▶ _ASSIGNMENT_
Word for word, please restate the lines from the beginning of the data through the line in which "let next = tokio::select!" appears.

▶ _Recorded data_
--*--
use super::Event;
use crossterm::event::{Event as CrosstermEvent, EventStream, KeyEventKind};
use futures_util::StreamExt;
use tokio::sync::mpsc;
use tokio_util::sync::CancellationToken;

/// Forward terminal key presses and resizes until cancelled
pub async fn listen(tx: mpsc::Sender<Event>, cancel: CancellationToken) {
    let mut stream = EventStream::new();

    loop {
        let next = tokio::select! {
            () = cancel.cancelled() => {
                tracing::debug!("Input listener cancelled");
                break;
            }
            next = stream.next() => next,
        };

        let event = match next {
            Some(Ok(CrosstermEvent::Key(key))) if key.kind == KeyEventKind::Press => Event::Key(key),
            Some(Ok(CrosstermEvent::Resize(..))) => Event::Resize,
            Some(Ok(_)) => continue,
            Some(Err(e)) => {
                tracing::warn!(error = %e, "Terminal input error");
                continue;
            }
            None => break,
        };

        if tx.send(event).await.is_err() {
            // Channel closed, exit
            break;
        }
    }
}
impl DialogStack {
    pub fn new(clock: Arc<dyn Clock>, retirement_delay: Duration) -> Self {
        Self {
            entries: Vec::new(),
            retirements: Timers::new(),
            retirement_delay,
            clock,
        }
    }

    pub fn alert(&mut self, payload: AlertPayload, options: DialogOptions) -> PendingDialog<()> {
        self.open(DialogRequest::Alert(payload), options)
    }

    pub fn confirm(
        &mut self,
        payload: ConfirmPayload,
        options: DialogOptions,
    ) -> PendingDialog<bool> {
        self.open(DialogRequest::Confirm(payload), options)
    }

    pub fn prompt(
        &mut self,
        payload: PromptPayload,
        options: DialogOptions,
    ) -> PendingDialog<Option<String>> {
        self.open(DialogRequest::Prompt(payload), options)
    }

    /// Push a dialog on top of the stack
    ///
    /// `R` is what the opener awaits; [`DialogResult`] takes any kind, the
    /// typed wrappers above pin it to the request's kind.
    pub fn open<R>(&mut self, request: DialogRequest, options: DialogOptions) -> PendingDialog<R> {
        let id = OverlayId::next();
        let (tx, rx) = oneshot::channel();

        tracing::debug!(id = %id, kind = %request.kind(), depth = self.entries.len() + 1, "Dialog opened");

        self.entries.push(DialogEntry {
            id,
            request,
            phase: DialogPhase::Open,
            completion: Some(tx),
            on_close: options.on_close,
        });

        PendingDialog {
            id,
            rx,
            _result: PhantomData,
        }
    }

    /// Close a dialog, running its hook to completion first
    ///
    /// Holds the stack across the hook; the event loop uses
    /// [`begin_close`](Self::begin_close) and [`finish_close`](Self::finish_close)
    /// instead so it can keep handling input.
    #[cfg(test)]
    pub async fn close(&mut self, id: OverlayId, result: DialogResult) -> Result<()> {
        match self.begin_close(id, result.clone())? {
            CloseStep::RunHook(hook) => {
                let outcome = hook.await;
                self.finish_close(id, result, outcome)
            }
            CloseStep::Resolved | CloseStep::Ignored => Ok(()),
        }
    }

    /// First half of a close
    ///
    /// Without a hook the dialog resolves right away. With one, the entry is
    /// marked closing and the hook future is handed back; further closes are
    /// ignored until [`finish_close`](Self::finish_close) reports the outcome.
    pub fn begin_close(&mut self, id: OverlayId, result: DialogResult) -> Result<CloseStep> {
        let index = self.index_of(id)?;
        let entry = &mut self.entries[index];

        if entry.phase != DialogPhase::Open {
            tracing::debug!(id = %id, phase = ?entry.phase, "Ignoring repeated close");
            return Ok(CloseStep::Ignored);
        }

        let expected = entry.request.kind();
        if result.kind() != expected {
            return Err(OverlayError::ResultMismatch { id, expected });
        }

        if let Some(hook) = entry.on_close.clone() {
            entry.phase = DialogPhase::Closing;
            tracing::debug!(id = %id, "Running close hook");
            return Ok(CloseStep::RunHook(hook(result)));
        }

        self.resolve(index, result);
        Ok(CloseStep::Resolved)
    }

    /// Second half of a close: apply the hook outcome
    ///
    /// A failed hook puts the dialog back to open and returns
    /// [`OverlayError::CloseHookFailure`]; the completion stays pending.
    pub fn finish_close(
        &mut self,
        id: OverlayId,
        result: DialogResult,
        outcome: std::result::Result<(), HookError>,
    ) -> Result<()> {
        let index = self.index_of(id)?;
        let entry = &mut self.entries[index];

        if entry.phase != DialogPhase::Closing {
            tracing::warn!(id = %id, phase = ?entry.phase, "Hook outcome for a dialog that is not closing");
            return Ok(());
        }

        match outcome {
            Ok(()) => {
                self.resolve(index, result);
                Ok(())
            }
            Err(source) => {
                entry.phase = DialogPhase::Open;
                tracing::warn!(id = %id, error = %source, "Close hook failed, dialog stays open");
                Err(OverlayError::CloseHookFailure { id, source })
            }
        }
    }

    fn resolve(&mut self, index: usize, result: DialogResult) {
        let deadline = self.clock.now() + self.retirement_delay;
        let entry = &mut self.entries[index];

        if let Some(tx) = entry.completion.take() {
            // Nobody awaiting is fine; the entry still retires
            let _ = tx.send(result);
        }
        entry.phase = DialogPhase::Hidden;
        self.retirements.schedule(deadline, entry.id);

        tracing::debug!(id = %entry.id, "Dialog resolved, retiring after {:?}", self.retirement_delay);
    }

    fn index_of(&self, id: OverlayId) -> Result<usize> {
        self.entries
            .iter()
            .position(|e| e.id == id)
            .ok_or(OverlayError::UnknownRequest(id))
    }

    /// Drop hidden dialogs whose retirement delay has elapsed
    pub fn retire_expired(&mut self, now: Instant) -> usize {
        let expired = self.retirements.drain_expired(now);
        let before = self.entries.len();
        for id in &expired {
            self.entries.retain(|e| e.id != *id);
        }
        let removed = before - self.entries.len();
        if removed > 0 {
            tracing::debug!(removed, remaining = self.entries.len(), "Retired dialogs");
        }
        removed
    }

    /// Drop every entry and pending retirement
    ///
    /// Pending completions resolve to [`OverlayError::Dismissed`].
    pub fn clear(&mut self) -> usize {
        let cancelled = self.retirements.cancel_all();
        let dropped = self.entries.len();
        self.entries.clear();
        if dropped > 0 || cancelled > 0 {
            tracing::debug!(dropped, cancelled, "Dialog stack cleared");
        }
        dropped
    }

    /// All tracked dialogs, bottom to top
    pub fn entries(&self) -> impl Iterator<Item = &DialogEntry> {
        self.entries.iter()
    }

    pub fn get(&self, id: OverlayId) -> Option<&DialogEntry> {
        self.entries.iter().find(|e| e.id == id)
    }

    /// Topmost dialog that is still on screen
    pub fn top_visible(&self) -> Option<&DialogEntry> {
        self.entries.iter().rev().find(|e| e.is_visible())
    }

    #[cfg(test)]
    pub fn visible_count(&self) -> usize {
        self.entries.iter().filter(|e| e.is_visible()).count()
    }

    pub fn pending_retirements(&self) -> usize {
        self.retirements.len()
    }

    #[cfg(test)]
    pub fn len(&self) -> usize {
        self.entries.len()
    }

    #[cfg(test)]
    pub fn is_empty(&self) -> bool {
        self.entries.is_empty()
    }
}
--*--
▶ _RESPONSE BELOW_
use super::Event;
use crossterm::event::{Event as CrosstermEvent, EventStream, KeyEventKind};
use futures_util::StreamExt;
use tokio::sync::mpsc;
use tokio_util::sync::CancellationToken;

/// Forward terminal key presses and resizes until cancelled
pub async fn listen(tx: mpsc::Sender<Event>, cancel: CancellationToken) {
    let mut stream = EventStream::new();

    loop {
        let next = tokio::select! {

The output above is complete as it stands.